//! Structured logging for the internet weather backend
//!
//! Console-first structured logger with multiple levels, optional JSON
//! output for log aggregators, and per-request correlation IDs carried as
//! structured fields.

use crate::error::{AppError, Result};
use crate::models::Config;
use chrono::{DateTime, Utc};
use serde::{Deserialize, Serialize};
use std::collections::BTreeMap;
use std::io::{self, Write};

/// Log level enumeration
#[derive(Debug, Clone, Copy, PartialEq, Eq, PartialOrd, Ord, Serialize, Deserialize)]
pub enum LogLevel {
    /// Debug level - detailed information for debugging
    Debug = 0,
    /// Info level - general application information
    Info = 1,
    /// Warning level - potentially harmful situations
    Warn = 2,
    /// Error level - error events but application can continue
    Error = 3,
}

impl LogLevel {
    /// Get log level name as string
    pub fn as_str(&self) -> &'static str {
        match self {
            LogLevel::Debug => "DEBUG",
            LogLevel::Info => "INFO",
            LogLevel::Warn => "WARN",
            LogLevel::Error => "ERROR",
        }
    }

    /// Get ANSI color code for console output
    pub fn color_code(&self) -> &'static str {
        match self {
            LogLevel::Debug => "\x1b[36m", // Cyan
            LogLevel::Info => "\x1b[32m",  // Green
            LogLevel::Warn => "\x1b[33m",  // Yellow
            LogLevel::Error => "\x1b[31m", // Red
        }
    }

    /// Reset ANSI color code
    pub fn reset_code() -> &'static str {
        "\x1b[0m"
    }
}

impl std::str::FromStr for LogLevel {
    type Err = AppError;

    fn from_str(s: &str) -> Result<Self> {
        match s.to_uppercase().as_str() {
            "DEBUG" => Ok(LogLevel::Debug),
            "INFO" => Ok(LogLevel::Info),
            "WARN" | "WARNING" => Ok(LogLevel::Warn),
            "ERROR" => Ok(LogLevel::Error),
            _ => Err(AppError::parse(format!("Invalid log level: {}", s))),
        }
    }
}

/// Log entry structure for structured logging
#[derive(Debug, Clone, Serialize, Deserialize)]
pub struct LogEntry {
    /// Timestamp when log entry was created
    pub timestamp: DateTime<Utc>,
    /// Log level
    pub level: LogLevel,
    /// Log message
    pub message: String,
    /// Logger name/component
    pub logger: String,
    /// Correlation ID for tracking related events
    pub correlation_id: Option<String>,
    /// Additional structured fields
    pub fields: BTreeMap<String, serde_json::Value>,
}

/// Log output format options
#[derive(Debug, Clone, Copy, PartialEq)]
pub enum LogFormat {
    /// Human-readable console format
    Console,
    /// JSON format for structured logging
    Json,
}

/// Logger with console and JSON output formats
#[derive(Debug, Clone)]
pub struct Logger {
    /// Minimum log level to output
    min_level: LogLevel,
    /// Whether to use colored output
    use_color: bool,
    /// Output format
    format: LogFormat,
    /// Logger name
    name: String,
}

impl Logger {
    /// Create a new logger
    pub fn new(name: impl Into<String>) -> Self {
        Self {
            min_level: LogLevel::Info,
            use_color: true,
            format: LogFormat::Console,
            name: name.into(),
        }
    }

    /// Create a logger with configuration-derived settings
    pub fn with_config(name: impl Into<String>, config: &Config) -> Self {
        let min_level = if config.debug {
            LogLevel::Debug
        } else if config.verbose {
            LogLevel::Info
        } else {
            LogLevel::Warn
        };

        Self {
            min_level,
            use_color: config.enable_color,
            format: if config.debug {
                LogFormat::Json
            } else {
                LogFormat::Console
            },
            name: name.into(),
        }
    }

    /// Set minimum log level
    pub fn set_level(&mut self, level: LogLevel) {
        self.min_level = level;
    }

    /// Check if a log level would be output
    pub fn would_log(&self, level: LogLevel) -> bool {
        level >= self.min_level
    }

    /// Create a log entry builder
    pub fn log(&self, level: LogLevel, message: &str) -> LogEntryBuilder {
        LogEntryBuilder::new(self, level, message.to_string())
    }

    /// Convenience methods for different log levels
    pub fn debug(&self, message: &str) -> LogEntryBuilder {
        self.log(LogLevel::Debug, message)
    }

    pub fn info(&self, message: &str) -> LogEntryBuilder {
        self.log(LogLevel::Info, message)
    }

    pub fn warn(&self, message: &str) -> LogEntryBuilder {
        self.log(LogLevel::Warn, message)
    }

    pub fn error(&self, message: &str) -> LogEntryBuilder {
        self.log(LogLevel::Error, message)
    }

    /// Write log entry to output
    fn write_entry(&self, entry: LogEntry) {
        if entry.level < self.min_level {
            return;
        }

        let output = match self.format {
            LogFormat::Console => self.format_console(&entry),
            LogFormat::Json => self.format_json(&entry),
        };

        // Write to stderr for errors/warnings, stdout for others
        if entry.level >= LogLevel::Warn {
            let _ = writeln!(io::stderr(), "{}", output);
        } else {
            let _ = writeln!(io::stdout(), "{}", output);
        }
    }

    /// Format log entry for console output
    fn format_console(&self, entry: &LogEntry) -> String {
        let timestamp = entry.timestamp.format("%Y-%m-%d %H:%M:%S%.3f");
        let level_str = entry.level.as_str();

        let formatted_level = if self.use_color {
            format!(
                "{}{:>5}{}",
                entry.level.color_code(),
                level_str,
                LogLevel::reset_code()
            )
        } else {
            format!("{:>5}", level_str)
        };

        let mut output = format!(
            "{} {} [{}] {}",
            timestamp, formatted_level, entry.logger, entry.message
        );

        // Add correlation ID if present
        if let Some(correlation_id) = &entry.correlation_id {
            let short = &correlation_id[..correlation_id.len().min(8)];
            output.push_str(&format!(" [{}]", short));
        }

        // Add fields if any
        if !entry.fields.is_empty() {
            let fields_str: Vec<String> = entry
                .fields
                .iter()
                .map(|(k, v)| format!("{}={}", k, v))
                .collect();
            output.push_str(&format!(" {{{}}}", fields_str.join(", ")));
        }

        output
    }

    /// Format log entry as JSON
    fn format_json(&self, entry: &LogEntry) -> String {
        match serde_json::to_string(entry) {
            Ok(json) => json,
            Err(_) => format!(
                "{{\"error\": \"Failed to serialize log entry\", \"message\": \"{}\"}}",
                entry.message
            ),
        }
    }
}

/// Builder pattern for creating log entries
pub struct LogEntryBuilder<'a> {
    logger: &'a Logger,
    entry: LogEntry,
}

impl<'a> LogEntryBuilder<'a> {
    fn new(logger: &'a Logger, level: LogLevel, message: String) -> Self {
        Self {
            logger,
            entry: LogEntry {
                timestamp: Utc::now(),
                level,
                message,
                logger: logger.name.clone(),
                correlation_id: None,
                fields: BTreeMap::new(),
            },
        }
    }

    /// Add a correlation ID
    pub fn correlation_id(mut self, id: &str) -> Self {
        self.entry.correlation_id = Some(id.to_string());
        self
    }

    /// Add a structured field
    pub fn field<T: Serialize>(mut self, key: &str, value: T) -> Self {
        if let Ok(json_value) = serde_json::to_value(value) {
            self.entry.fields.insert(key.to_string(), json_value);
        }
        self
    }

    /// Add error information
    pub fn error_info(self, error: &AppError) -> Self {
        self.field("error_category", error.category())
            .field("error_recoverable", error.is_recoverable())
    }

    /// Finalize and write the log entry
    pub fn log(self) {
        self.logger.write_entry(self.entry);
    }
}

#[cfg(test)]
mod tests {
    use super::*;
    use std::str::FromStr;

    #[test]
    fn test_log_level_parsing() {
        assert_eq!(LogLevel::from_str("DEBUG").unwrap(), LogLevel::Debug);
        assert_eq!(LogLevel::from_str("info").unwrap(), LogLevel::Info);
        assert_eq!(LogLevel::from_str("WARN").unwrap(), LogLevel::Warn);
        assert_eq!(LogLevel::from_str("warning").unwrap(), LogLevel::Warn);
        assert!(LogLevel::from_str("invalid").is_err());
    }

    #[test]
    fn test_log_level_ordering() {
        assert!(LogLevel::Debug < LogLevel::Info);
        assert!(LogLevel::Info < LogLevel::Warn);
        assert!(LogLevel::Warn < LogLevel::Error);
    }

    #[test]
    fn test_logger_creation() {
        let logger = Logger::new("TEST");
        assert_eq!(logger.name, "TEST");
        assert_eq!(logger.min_level, LogLevel::Info);
        assert!(logger.use_color);
    }

    #[test]
    fn test_logger_with_config() {
        let config = Config {
            debug: true,
            verbose: true,
            enable_color: false,
            ..Default::default()
        };

        let logger = Logger::with_config("TEST", &config);
        assert_eq!(logger.min_level, LogLevel::Debug);
        assert!(!logger.use_color);
        assert_eq!(logger.format, LogFormat::Json);
    }

    #[test]
    fn test_would_log() {
        let mut logger = Logger::new("TEST");
        logger.set_level(LogLevel::Warn);

        assert!(!logger.would_log(LogLevel::Debug));
        assert!(!logger.would_log(LogLevel::Info));
        assert!(logger.would_log(LogLevel::Warn));
        assert!(logger.would_log(LogLevel::Error));
    }

    #[test]
    fn test_console_format() {
        let logger = Logger::new("TEST");
        let entry = LogEntry {
            timestamp: Utc::now(),
            level: LogLevel::Info,
            message: "Test message".to_string(),
            logger: "TEST".to_string(),
            correlation_id: Some("abcdef12-3456".to_string()),
            fields: {
                let mut map = BTreeMap::new();
                map.insert(
                    "key".to_string(),
                    serde_json::Value::String("value".to_string()),
                );
                map
            },
        };

        let console_output = logger.format_console(&entry);
        assert!(console_output.contains("INFO"));
        assert!(console_output.contains("Test message"));
        assert!(console_output.contains("abcdef12"));
        assert!(console_output.contains("key=\"value\""));

        let json_output = logger.format_json(&entry);
        assert!(json_output.starts_with('{'));
        assert!(json_output.ends_with('}'));
    }

    #[test]
    fn test_log_entry_builder() {
        let logger = Logger::new("TEST");

        // Builder pattern works without panicking
        logger
            .info("test message")
            .correlation_id("test-id")
            .field("test_field", "test_value")
            .log();
    }

    #[test]
    fn test_error_info_fields() {
        let logger = Logger::new("TEST");
        let error = AppError::rate_limited("HTTP 429");

        let builder = logger.warn("attempt failed").error_info(&error);
        assert_eq!(
            builder.entry.fields.get("error_category"),
            Some(&serde_json::Value::String("RATE_LIMIT".to_string()))
        );
        assert_eq!(
            builder.entry.fields.get("error_recoverable"),
            Some(&serde_json::Value::Bool(true))
        );
    }

    #[test]
    fn test_log_entry_serialization() {
        let entry = LogEntry {
            timestamp: Utc::now(),
            level: LogLevel::Info,
            message: "Test".to_string(),
            logger: "TEST".to_string(),
            correlation_id: None,
            fields: BTreeMap::new(),
        };

        let json = serde_json::to_string(&entry).unwrap();
        let deserialized: LogEntry = serde_json::from_str(&json).unwrap();

        assert_eq!(deserialized.level, LogLevel::Info);
        assert_eq!(deserialized.message, "Test");
        assert_eq!(deserialized.logger, "TEST");
    }
}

▸ PROBLEM DETAILS
Report every line in the listing that holds the word "None".

▸ FINISHED TASK
                correlation_id: None,
            correlation_id: None,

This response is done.